Police officers locked down the entire beach and combed the area for evidence, with particular attention paid to the terrorist’s car–still sporting an ISIS flag that covered the windshield–which was found to have two improvised explosive devices (IED’s) inside. The two bombs and a third found nearby, described as “rudimentary” by the police, were quickly disarmed by a specialist squad. Further raids by the police were carried out at a property in Bonnyrigg where the gunmen had resided and at an Airbnb-listed house in Campsie where the gunmen had told their relatives they were going on a fishing trip.
Ambulances drove 42 patients, including the two terrorists, to hospitals spread out across the city–the older perpetrator was pronounced dead and the younger one remains in critical condition after being comatose for the first two days.
39 victims were hospitalized after the shooting, including Ahmed al-Ahmed–who suffered multiple wounds to his arm and shoulder–and a police officer who lost sight in one of his eyes.
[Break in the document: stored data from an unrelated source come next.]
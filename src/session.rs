//! Browser automation session for sources that require client-side
//! execution before their API is reachable.
//!
//! The session drives headless Chromium through Playwright scripts run via
//! `node -e` as a subprocess. Opening the session navigates to the source's
//! entry page once and captures its cookies; that cookie string is the
//! authentication state every subsequent synthetic request reuses. The
//! session handle is owned by the adapter and scoped to one source run.

use tokio::process::Command;
use tracing::{debug, info, instrument};

use crate::errors::{AdapterError, SetupError};

/// A long-lived automation session with captured cookie state.
pub struct BrowserSession {
    entry_url: String,
    cookies: String,
}

impl BrowserSession {
    /// Navigate to the entry URL in headless Chromium and capture the
    /// resulting cookies. Failure here is fatal setup: without a session
    /// the dynamic source cannot be crawled at all.
    #[instrument(level = "info", skip_all, fields(%entry_url))]
    pub async fn open(entry_url: &str) -> Result<Self, SetupError> {
        let script = format!(
            r#"
            const {{ chromium }} = require('playwright');
            (async () => {{
                const browser = await chromium.launch({{ headless: true }});
                const page = await browser.newPage();
                await page.goto('{entry_url}', {{ waitUntil: 'networkidle', timeout: 60000 }});
                const cookies = await page.context().cookies();
                console.log(JSON.stringify(cookies.map(c => `${{c.name}}=${{c.value}}`).join('; ')));
                await browser.close();
            }})();
            "#
        );

        let output = Command::new("node")
            .arg("-e")
            .arg(&script)
            .output()
            .await
            .map_err(|e| SetupError::Session(format!("failed to launch node: {e}")))?;

        if !output.status.success() {
            let stderr = String::from_utf8_lossy(&output.stderr);
            return Err(SetupError::Session(format!(
                "entry navigation failed: {stderr}"
            )));
        }

        let stdout = String::from_utf8_lossy(&output.stdout);
        let cookies: String = serde_json::from_str(stdout.trim())
            .map_err(|e| SetupError::Session(format!("unexpected cookie output: {e}")))?;

        info!(cookie_count = cookies.split(';').count(), "Browser session opened");
        Ok(Self {
            entry_url: entry_url.to_string(),
            cookies,
        })
    }

    /// The cookie string captured when the session was opened.
    pub fn cookies(&self) -> &str {
        &self.cookies
    }

    pub fn entry_url(&self) -> &str {
        &self.entry_url
    }

    /// Run a Playwright script and parse its stdout as JSON.
    ///
    /// Script failures are transient from the driver's point of view: the
    /// same position is retried under the usual cap.
    #[instrument(level = "debug", skip_all)]
    pub async fn run_script(&self, script: &str) -> Result<serde_json::Value, AdapterError> {
        let output = Command::new("node")
            .arg("-e")
            .arg(script)
            .output()
            .await
            .map_err(|e| AdapterError::Automation(format!("failed to launch node: {e}")))?;

        if !output.status.success() {
            let stderr = String::from_utf8_lossy(&output.stderr);
            return Err(AdapterError::Automation(stderr.into_owned()));
        }

        debug!(bytes = output.stdout.len(), "Script produced output");
        Ok(serde_json::from_slice(&output.stdout)?)
    }
}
The 15 lives lost range from adults as old as 87 to a child as young as 10 in the deadliest massacre of diaspora Jews since the 1994 AIMA bombing in Buenos Aires conducted by Hezbollah.
In addition to Boris and Sofia Gurman as well as Reuven Morrison, the dead include Edith Brutman–a 68 year old B'nai B’rith vice president, Dan Elkayam–a 27-year-old French immigrant working in Sydney as an IT analyst, and Alex Kleytman–an 87-year-old Holocaust survivor from Ukraine who had lived in Australia since 1992.
Kleytman was a teenager when he survived the uniquely hellish brutality that characterized the Eastern Front of World War II and reportedly shielded his wife with his own body during the Bondi Beach massacre instead of trying to save his own life.
Yaakov Levitan–a 39-year-old rabbi and father of four originally from South Africa who helped organize the "Chanukah by the Sea” event, Peter Meagher–a 61-year-old retired police detective hired as a freelance photographer, and Eli Schlanger–a 41-year-old assistant rabbi who also worked as a chaplain for imprisoned criminals–were also among the killed.
Marika Pogany–an 82-year-old Slovak-Australian who volunteered to deliver meals to other Jewish senior citizens, Boris Tetleroyd–a 68-year-old visiting Sydney for the holiday, and Tania Treitak–a 68 year old local attending the event–were either found dead at the scene or pronounced deceased in the hospital. Adam Smyth–a 50-year-old father of four and noted football fan who lived close to the beach–was walking with his wife when he was fatally struck by gunfire. Tibor Weitzen–a 78-year-old great grandfather and retired automotive engineer originally from the Soviet Union before immigrating first to Israel and then Australia in 1988–was reportedly killed while attempting to shield both his wife, Eva Weitzen, and Edith Brutman from the gunfire.
The youngest victim was a 10-year-old girl named Matilda, the Australian-born daughter of Ukrainian immigrants who fled systematic discrimination against Jews during the Soviet era, who was shot while running toward her father.
Conflicting Accounts and Online Misinformation
The aftermath of the Bondi Beach massacre saw a confusing mix of conflicting accounts and downright misinformation circulating across the Internet, from critiques of the police response to arguments about identities of the perpetrators and respondents.
Soundbites of traumatized witnesses speaking to local and international media were immediately shared without context and contributed to inaccurate perceptions about the event and those it impacted. Many expressed confusion about why the police took so long to respond and some described officers as looking “frozen” during the shooting, sparking accusations of cowardice and incompetence.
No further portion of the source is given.